Exercise goal.
Exactly the lines from the line containing "let destination = match" through the last line of the entries below should appear in the answer, reproduced verbatim.

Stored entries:
use engine_logging::{engine_debug, engine_info, engine_trace, engine_warn};

use crate::interpret::{interpret, REMOTE_ERROR_FALLBACK};
use crate::{
    ArchiveFile, CompletionSummary, Effect, JobHandle, JobId, JobState, LifecycleState, Msg,
    Notification, Phase, PollOutcome, ProgressSnapshot, RemoteStatus, UiStep, Warning,
};

pub const UPLOAD_STARTED_PERCENT: u8 = 5;
pub const UPLOAD_COMPLETE_PERCENT: u8 = 30;

pub const UPLOAD_FALLBACK: &str = "Upload failed";
pub const PROCESSING_FALLBACK: &str = "Processing request failed";
pub const STATUS_FALLBACK: &str = "Status check failed";

/// Pure update function: applies a message to state and returns any effects.
pub fn update(mut state: JobState, msg: Msg) -> (JobState, Vec<Effect>) {
    let effects = match msg {
        Msg::SubmitRequested(file) => submit(&mut state, file),
        Msg::CancelRequested => {
            if state.lifecycle().is_active() {
                engine_info!("Cancelling job {:?}", state.current_job());
                release(&mut state)
            } else {
                Vec::new()
            }
        }
        Msg::ResetRequested => match state.lifecycle() {
            // Nothing to clear; the ready notice is still repeated.
            LifecycleState::Idle => vec![Effect::Notify(Notification::Reset)],
            LifecycleState::Uploading | LifecycleState::Processing => {
                engine_debug!("Ignoring reset: job {:?} is running", state.current_job());
                Vec::new()
            }
            LifecycleState::Complete | LifecycleState::Error => release(&mut state),
        },
        Msg::UploadFinished { job_id, result } => {
            if !expects(&state, job_id, LifecycleState::Uploading) {
                engine_debug!("Dropping stale upload result for job {}", job_id);
                return (state, Vec::new());
            }
            match result {
                Ok(handle) => upload_succeeded(&mut state, job_id, handle),
                Err(message) => fail(&mut state, message, UPLOAD_FALLBACK),
            }
        }
        Msg::ProcessingRequested { job_id, result } => {
            if !expects(&state, job_id, LifecycleState::Processing) || state.is_polling() {
                engine_debug!("Dropping stale processing result for job {}", job_id);
                return (state, Vec::new());
            }
            match result {
                Ok(()) => {
                    state.start_polling();
                    vec![Effect::StartPolling { job_id }]
                }
                Err(message) => fail(&mut state, message, PROCESSING_FALLBACK),
            }
        }
        Msg::PollTick { job_id } => {
            if !expects(&state, job_id, LifecycleState::Processing) || !state.is_polling() {
                return (state, Vec::new());
            }
            if state.is_poll_in_flight() {
                engine_trace!("Skipping tick for job {}: query still outstanding", job_id);
                return (state, Vec::new());
            }
            state.set_poll_in_flight(true);
            vec![Effect::QueryStatus { job_id }]
        }
        Msg::PollFinished { job_id, outcome } => {
            if !expects(&state, job_id, LifecycleState::Processing) || !state.is_polling() {
                engine_debug!("Dropping stale status for job {}", job_id);
                return (state, Vec::new());
            }
            state.set_poll_in_flight(false);
            poll_finished(&mut state, outcome)
        }
    };

    (state, effects)
}

fn expects(state: &JobState, job_id: JobId, lifecycle: LifecycleState) -> bool {
    state.is_current(job_id) && state.lifecycle() == lifecycle
}

fn submit(state: &mut JobState, file: ArchiveFile) -> Vec<Effect> {
    if !file.is_zip_archive() {
        engine_info!("Rejected non-archive file {:?}", file.name);
        return vec![Effect::Notify(Notification::Warning(
            Warning::InvalidInput {
                file_name: file.name,
            },
        ))];
    }
    if state.lifecycle().is_active() {
        engine_info!("Rejected {:?}: job {:?} still running", file.name, state.current_job());
        return vec![Effect::Notify(Notification::Warning(Warning::Busy))];
    }

    let job_id = state.begin_upload(&file);
    engine_info!("Job {} uploading {:?} ({} bytes)", job_id, file.name, file.size_bytes);
    let snapshot = ProgressSnapshot::new(UPLOAD_STARTED_PERCENT, "Uploading file...", UiStep::Upload);
    state.set_progress(snapshot.clone());
    vec![
        Effect::Notify(Notification::Progress(snapshot)),
        Effect::Upload { job_id, file },
    ]
}

fn upload_succeeded(state: &mut JobState, job_id: JobId, handle: JobHandle) -> Vec<Effect> {
    engine_info!(
        "Job {} uploaded to {} ({} files declared)",
        job_id,
        handle.zip_path,
        handle.file_count
    );
    let zip_path = handle.zip_path.clone();
    state.begin_processing(handle);
    let snapshot = ProgressSnapshot::new(
        UPLOAD_COMPLETE_PERCENT,
        "Upload complete. Starting processing...",
        UiStep::Process,
    );
    state.set_progress(snapshot.clone());
    vec![
        Effect::Notify(Notification::Progress(snapshot)),
        Effect::StartProcessing { job_id, zip_path },
    ]
}

fn poll_finished(state: &mut JobState, outcome: PollOutcome) -> Vec<Effect> {
    match outcome {
        PollOutcome::NotYetAvailable => Vec::new(),
        PollOutcome::Fault(message) => {
            engine_warn!("Status check failed, will retry: {}", message);
            Vec::new()
        }
        PollOutcome::Rejected(message) => fail(state, message, STATUS_FALLBACK),
        PollOutcome::Status(status) => match status.phase {
            Phase::Complete => complete(state, status),
            Phase::Error => fail(
                state,
                status.error.unwrap_or_default(),
                REMOTE_ERROR_FALLBACK,
            ),
            _ => match interpret(&status, state.expected_file_count()) {
                Some(snapshot) => {
                    state.set_progress(snapshot.clone());
                    vec![Effect::Notify(Notification::Progress(snapshot))]
                }
                None => {
                    engine_info!("Unknown status phase: {}", status.phase.as_str());
                    Vec::new()
                }
            },
        },
    }
}

fn complete(state: &mut JobState, status: RemoteStatus) -> Vec<Effect> {
    let snapshot = interpret(&status, state.expected_file_count())
        .unwrap_or_else(|| ProgressSnapshot::new(100, "Processing complete!", UiStep::Complete));
    let summary = CompletionSummary {
        processed_files: status.processed_files.unwrap_or(0),
        failed_files: status.failed_files.unwrap_or(0),
        failed_file_names: status.failed_file_names.unwrap_or_default(),
        docx_available: true,
        pdf_available: status.pdf_conversion_success.unwrap_or(false),
    };
    engine_info!(
        "Job {:?} complete: {} processed, {} failed",
        state.current_job(),
        summary.processed_files,
        summary.failed_files
    );
    state.set_progress(snapshot.clone());
    state.complete(summary.clone());
    vec![
        Effect::StopPolling,
        Effect::Notify(Notification::Progress(snapshot)),
        Effect::Notify(Notification::Completed(summary)),
    ]
}

fn fail(state: &mut JobState, message: String, fallback: &str) -> Vec<Effect> {
    let message = if message.trim().is_empty() {
        fallback.to_string()
    } else {
        message
    };
    engine_warn!("Job {:?} failed: {}", state.current_job(), message);
    state.fail(message.clone());
    vec![Effect::StopPolling, Effect::Notify(Notification::Error { message })]
}

fn release(state: &mut JobState) -> Vec<Effect> {
    state.clear();
    vec![Effect::StopPolling, Effect::Notify(Notification::Reset)]
}
use engine_logging::{engine_debug, engine_trace};
use futures_util::StreamExt;
use merger_core::{ArchiveFile, JobHandle, RemoteStatus, ARCHIVE_CONTENT_TYPE};
use reqwest::header::CONTENT_TYPE;
use reqwest::{Response, StatusCode};
use serde::{Deserialize, Serialize};
use url::Url;

use crate::{Artifact, ClientSettings, FailureKind, ServiceError, StatusReply};

/// The remote processing service, as seen by the job controller.
#[async_trait::async_trait]
pub trait ProcessingService: Send + Sync {
    /// Uploads the archive and returns where the service stored it.
    async fn upload(&self, file: &ArchiveFile) -> Result<JobHandle, ServiceError>;

    /// Asks the service to start processing a previously uploaded archive.
    async fn start_processing(&self, zip_path: &str) -> Result<(), ServiceError>;

    /// Reads the status of the running job.
    async fn query_status(&self) -> Result<StatusReply, ServiceError>;

    /// Fetches one of the artifacts of a completed job.
    async fn download(&self, artifact: Artifact) -> Result<Vec<u8>, ServiceError>;
}

#[derive(Debug, Deserialize)]
struct UploadResponse {
    zip_path: String,
    #[serde(default)]
    file_count: u32,
}

#[derive(Debug, Serialize)]
struct ProcessRequest<'a> {
    zip_path: &'a str,
}

#[derive(Debug, Deserialize)]
struct ErrorBody {
    #[serde(default)]
    error: Option<String>,
}

/// [`ProcessingService`] over HTTP.
#[derive(Debug, Clone)]
pub struct HttpService {
    settings: ClientSettings,
    client: reqwest::Client,
}

impl HttpService {
    pub fn new(settings: ClientSettings) -> Result<Self, ServiceError> {
        let client = reqwest::Client::builder()
            .connect_timeout(settings.connect_timeout)
            .timeout(settings.request_timeout)
            .build()
            .map_err(|err| ServiceError::new(FailureKind::Network, err.to_string()))?;
        Ok(Self { settings, client })
    }

    pub fn settings(&self) -> &ClientSettings {
        &self.settings
    }

    fn endpoint(&self, route: &str) -> Result<Url, ServiceError> {
        let mut base = self.settings.base_url.trim().to_string();
        if !base.ends_with('/') {
            base.push('/');
        }
        Url::parse(&base)
            .and_then(|url| url.join(route))
            .map_err(|err| ServiceError::new(FailureKind::InvalidUrl, err.to_string()))
    }
}

#[async_trait::async_trait]
impl ProcessingService for HttpService {
    async fn upload(&self, file: &ArchiveFile) -> Result<JobHandle, ServiceError> {
        let url = self.endpoint("upload")?;
        let bytes = tokio::fs::read(&file.path)
            .await
            .map_err(|err| ServiceError::new(FailureKind::Io, err.to_string()))?;
        engine_debug!("Uploading {} bytes to {}", bytes.len(), url);

        let part = reqwest::multipart::Part::bytes(bytes)
            .file_name(file.name.clone())
            .mime_str(ARCHIVE_CONTENT_TYPE)
            .map_err(map_reqwest_error)?;
        let form = reqwest::multipart::Form::new().part("file", part);

        let response = self
            .client
            .post(url)
            .multipart(form)
            .send()
            .await
            .map_err(map_reqwest_error)?;
        let response = ensure_success(response).await?;
        let body: UploadResponse = read_json(response).await?;

        Ok(JobHandle {
            zip_path: body.zip_path,
            file_count: body.file_count,
        })
    }

    async fn start_processing(&self, zip_path: &str) -> Result<(), ServiceError> {
        let url = self.endpoint("process")?;
        let payload = serde_json::to_vec(&ProcessRequest { zip_path })
            .map_err(|err| ServiceError::new(FailureKind::Decode, err.to_string()))?;

        let response = self
            .client
            .post(url)
            .header(CONTENT_TYPE, "application/json")
            .body(payload)
            .send()
            .await
            .map_err(map_reqwest_error)?;
        ensure_success(response).await?;
        Ok(())
    }

    async fn query_status(&self) -> Result<StatusReply, ServiceError> {
        let url = self.endpoint("status")?;
        let response = self
            .client
            .get(url)
            .send()
            .await
            .map_err(map_reqwest_error)?;

        if response.status() == StatusCode::NOT_FOUND {
            engine_trace!("Status not written yet");
            return Ok(StatusReply::NotYetAvailable);
        }
        let response = ensure_success(response).await?;
        let status: RemoteStatus = read_json(response).await?;
        Ok(StatusReply::Ready(status))
    }

    async fn download(&self, artifact: Artifact) -> Result<Vec<u8>, ServiceError> {
        let url = self.endpoint(artifact.route())?;
        let max_bytes = self.settings.max_download_bytes;
        let response = self
            .client
            .get(url)
            .send()
            .await
            .map_err(map_reqwest_error)?;
        let response = ensure_success(response).await?;

        if let Some(content_len) = response.content_length() {
            if content_len > max_bytes {
                return Err(ServiceError::new(
                    FailureKind::TooLarge {
                        max_bytes,
                        actual: Some(content_len),
                    },
                    format!("{artifact} is too large"),
                ));
            }
        }

        let mut bytes = Vec::new();
        let mut stream = response.bytes_stream();
        while let Some(chunk) = stream.next().await {
            let chunk = chunk.map_err(map_reqwest_error)?;
            let next_len = bytes.len() as u64 + chunk.len() as u64;
            if next_len > max_bytes {
                return Err(ServiceError::new(
                    FailureKind::TooLarge {
                        max_bytes,
                        actual: Some(next_len),
                    },
                    format!("{artifact} is too large"),
                ));
            }
            bytes.extend_from_slice(&chunk);
        }
        engine_debug!("Downloaded {} ({} bytes)", artifact, bytes.len());
        Ok(bytes)
    }
}

/// Turns a non-success response into a definite failure carrying the body's
/// `error` field, or the status text when the body has none.
async fn ensure_success(response: Response) -> Result<Response, ServiceError> {
    let status = response.status();
    if status.is_success() {
        return Ok(response);
    }
    let body = response.bytes().await.unwrap_or_default();
    let message = serde_json::from_slice::<ErrorBody>(&body)
        .ok()
        .and_then(|body| body.error)
        .or_else(|| status.canonical_reason().map(str::to_string))
        .unwrap_or_default();
    Err(ServiceError::new(
        FailureKind::HttpStatus(status.as_u16()),
        message,
    ))
}

async fn read_json<T: serde::de::DeserializeOwned>(response: Response) -> Result<T, ServiceError> {
    let body = response.bytes().await.map_err(map_reqwest_error)?;
    serde_json::from_slice(&body)
        .map_err(|err| ServiceError::new(FailureKind::Decode, err.to_string()))
}

fn map_reqwest_error(err: reqwest::Error) -> ServiceError {
    if err.is_timeout() {
        return ServiceError::new(FailureKind::Timeout, err.to_string());
    }
    if err.is_decode() {
        return ServiceError::new(FailureKind::Decode, err.to_string());
    }
    ServiceError::new(FailureKind::Network, err.to_string())
}
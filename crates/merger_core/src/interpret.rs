//! Status interpreter: maps a polled [`RemoteStatus`] onto a [`ProgressSnapshot`].

use crate::{Phase, ProgressSnapshot, RemoteStatus, UiStep};

pub const EXTRACTING_PERCENT: u8 = 30;
pub const CONVERTING_DEFAULT_PERCENT: u8 = 35;
pub const PROCESSING_DEFAULT_PERCENT: u8 = 50;
pub const MERGING_COMPLETE_PERCENT: u8 = 80;
pub const CONVERTING_TO_PDF_PERCENT: u8 = 85;
pub const PDF_CONVERSION_COMPLETE_PERCENT: u8 = 95;

/// Share of the bar covered by the merge step, and where it starts.
const MERGE_SPAN: f64 = 40.0;
const MERGE_OFFSET: f64 = 40.0;

pub const REMOTE_ERROR_FALLBACK: &str = "An unknown error occurred";

/// Interprets one status payload.
///
/// `expected_file_count` is the count declared at upload time; it stands in
/// for the payload's own totals when those are missing. Returns `None` for
/// phases this client does not recognize.
pub fn interpret(status: &RemoteStatus, expected_file_count: u32) -> Option<ProgressSnapshot> {
    let snapshot = match &status.phase {
        Phase::Starting | Phase::Extracting => ProgressSnapshot::new(
            EXTRACTING_PERCENT,
            "Extracting files from the ZIP archive...",
            UiStep::Process,
        ),
        Phase::Converting => {
            let percent = status
                .progress_percent
                .map(clamp_percent)
                .unwrap_or(CONVERTING_DEFAULT_PERCENT);
            let counter = counter_clause(status.converted, status.total_files, expected_file_count);
            ProgressSnapshot::new(
                percent,
                format!("Converting files{counter}..."),
                UiStep::Process,
            )
        }
        Phase::Processing => {
            let percent = match (status.progress_percent, status.processed, status.total) {
                (Some(reported), _, _) => clamp_percent(reported),
                (None, Some(processed), Some(total)) if total > 0 => clamp_percent(
                    (f64::from(processed) / f64::from(total) * MERGE_SPAN).round() + MERGE_OFFSET,
                ),
                _ => PROCESSING_DEFAULT_PERCENT,
            };
            let counter = counter_clause(status.processed, status.total, expected_file_count);
            ProgressSnapshot::new(
                percent,
                format!("Merging documents{counter}..."),
                UiStep::Process,
            )
        }
        Phase::MergingComplete => ProgressSnapshot::new(
            MERGING_COMPLETE_PERCENT,
            "Merge finished. Converting to PDF...",
            UiStep::Process,
        ),
        Phase::ConvertingToPdf => ProgressSnapshot::new(
            CONVERTING_TO_PDF_PERCENT,
            "Converting the merged document to PDF...",
            UiStep::Process,
        ),
        Phase::PdfConversionComplete => ProgressSnapshot::new(
            PDF_CONVERSION_COMPLETE_PERCENT,
            "PDF conversion finished. Finalizing...",
            UiStep::Process,
        ),
        Phase::Complete => ProgressSnapshot::new(100, "Processing complete!", UiStep::Complete),
        Phase::Error => ProgressSnapshot::new(
            0,
            status.error.as_deref().unwrap_or(REMOTE_ERROR_FALLBACK),
            UiStep::Error,
        ),
        Phase::Unrecognized(_) => return None,
    };
    Some(snapshot)
}

fn clamp_percent(raw: f64) -> u8 {
    if raw.is_nan() {
        return 0;
    }
    raw.round().clamp(0.0, 100.0) as u8
}

/// Renders ` (done/total)`, or nothing when no total is known. A zero total
/// counts as unknown.
fn counter_clause(done: Option<u32>, total: Option<u32>, expected: u32) -> String {
    let total = total
        .filter(|total| *total > 0)
        .or((expected > 0).then_some(expected));
    match total {
        Some(total) => format!(" ({}/{})", done.unwrap_or(0), total),
        None => String::new(),
    }
}
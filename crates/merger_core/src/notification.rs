/// Which step indicator the presentation layer should highlight.
#[derive(Debug, Clone, Copy, PartialEq, Eq, Default)]
pub enum UiStep {
    #[default]
    Upload,
    Process,
    Complete,
    Error,
}

/// Output of the status interpreter: where the job stands right now.
#[derive(Debug, Clone, PartialEq, Eq)]
pub struct ProgressSnapshot {
    /// Always within `0..=100`.
    pub percent: u8,
    pub message: String,
    pub ui_step: UiStep,
}

impl ProgressSnapshot {
    pub fn new(percent: u8, message: impl Into<String>, ui_step: UiStep) -> Self {
        Self {
            percent: percent.min(100),
            message: message.into(),
            ui_step,
        }
    }
}

/// Result summary reported once the service finishes a job.
#[derive(Debug, Clone, PartialEq, Eq)]
pub struct CompletionSummary {
    pub processed_files: u32,
    pub failed_files: u32,
    pub failed_file_names: Vec<String>,
    /// The merged document is always produced by a completed job.
    pub docx_available: bool,
    pub pdf_available: bool,
}

/// Locally recovered rejections of a submission.
#[derive(Debug, Clone, PartialEq, Eq)]
pub enum Warning {
    /// The file is not a ZIP archive.
    InvalidInput { file_name: String },
    /// Another job already occupies the controller.
    Busy,
}

impl Warning {
    pub fn message(&self) -> String {
        match self {
            Warning::InvalidInput { file_name } => {
                format!("Please upload a ZIP file ({file_name} is not one).")
            }
            Warning::Busy => "A file is already being processed. Please wait.".to_string(),
        }
    }
}

/// Events the controller emits for the presentation layer.
#[derive(Debug, Clone, PartialEq, Eq)]
pub enum Notification {
    Progress(ProgressSnapshot),
    Completed(CompletionSummary),
    Error { message: String },
    Warning(Warning),
    /// Also announces the idle/ready state.
    Reset,
}
mod app;
mod config;
mod logging;
mod render;
mod shortcuts;

use std::path::PathBuf;

use clap::Parser;

use crate::app::RunOptions;
use crate::config::{load_file_config, AppConfig};
use crate::logging::{LogDestination, DEFAULT_LOG_FILE};

/// Terminal client for the archive merge service.
#[derive(Debug, Parser)]
#[command(name = "merger", version)]
struct Args {
    /// ZIP archive to submit right away.
    archive: Option<PathBuf>,
    /// Base URL of the merge service.
    #[arg(long)]
    server: Option<String>,
    /// RON settings file (defaults to ./merger.ron when present).
    #[arg(long)]
    config: Option<PathBuf>,
    /// Where downloaded results are written.
    #[arg(long)]
    output_dir: Option<PathBuf>,
    /// Log only to this file instead of the terminal and ./merger.log.
    #[arg(long)]
    log_file: Option<PathBuf>,
    /// Process the archive, download the results, and exit.
    #[arg(long, requires = "archive")]
    batch: bool,
}

#[tokio::main]
async fn main() -> anyhow::Result<()> {
    let args = Args::parse();

    let file_config = load_file_config(args.config.as_deref())?;
    let mut config = AppConfig::default();
    config.apply(file_config);
    if let Some(server) = args.server {
        config.client.base_url = server;
    }
    if let Some(dir) = args.output_dir {
        config.output_dir = dir;
    }

    let level = config
        .log_level
        .as_deref()
        .map(engine_logging::parse_level)
        .unwrap_or_else(engine_logging::default_level);
    let destination = match args.log_file {
        Some(path) => LogDestination::File(path),
        None if args.batch => LogDestination::Terminal,
        None => LogDestination::Both(PathBuf::from(DEFAULT_LOG_FILE)),
    };
    logging::initialize(destination, level);

    app::run(RunOptions {
        config,
        archive: args.archive,
        batch: args.batch,
    })
    .await
}
use std::time::Duration;

pub const DEFAULT_BASE_URL: &str = "http://127.0.0.1:5000";

/// Status queries are issued on this cadence for the whole life of a controller.
pub const DEFAULT_POLL_INTERVAL: Duration = Duration::from_secs(2);

#[derive(Debug, Clone)]
pub struct ClientSettings {
    pub base_url: String,
    pub poll_interval: Duration,
    pub connect_timeout: Duration,
    /// Uploads of large archives share this budget, so it is generous.
    pub request_timeout: Duration,
    pub max_download_bytes: u64,
}

impl Default for ClientSettings {
    fn default() -> Self {
        Self {
            base_url: DEFAULT_BASE_URL.to_string(),
            poll_interval: DEFAULT_POLL_INTERVAL,
            connect_timeout: Duration::from_secs(10),
            request_timeout: Duration::from_secs(120),
            max_download_bytes: 200 * 1024 * 1024,
        }
    }
}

Expected output.
    let destination = match args.log_file {
        Some(path) => LogDestination::File(path),
        None if args.batch => LogDestination::Terminal,
        None => LogDestination::Both(PathBuf::from(DEFAULT_LOG_FILE)),
    };
    logging::initialize(destination, level);

    app::run(RunOptions {
        config,
        archive: args.archive,
        batch: args.batch,
    })
    .await
}
use std::time::Duration;

pub const DEFAULT_BASE_URL: &str = "http://127.0.0.1:5000";

/// Status queries are issued on this cadence for the whole life of a controller.
pub const DEFAULT_POLL_INTERVAL: Duration = Duration::from_secs(2);

#[derive(Debug, Clone)]
pub struct ClientSettings {
    pub base_url: String,
    pub poll_interval: Duration,
    pub connect_timeout: Duration,
    /// Uploads of large archives share this budget, so it is generous.
    pub request_timeout: Duration,
    pub max_download_bytes: u64,
}

impl Default for ClientSettings {
    fn default() -> Self {
        Self {
            base_url: DEFAULT_BASE_URL.to_string(),
            poll_interval: DEFAULT_POLL_INTERVAL,
            connect_timeout: Duration::from_secs(10),
            request_timeout: Duration::from_secs(120),
            max_download_bytes: 200 * 1024 * 1024,
        }
    }
}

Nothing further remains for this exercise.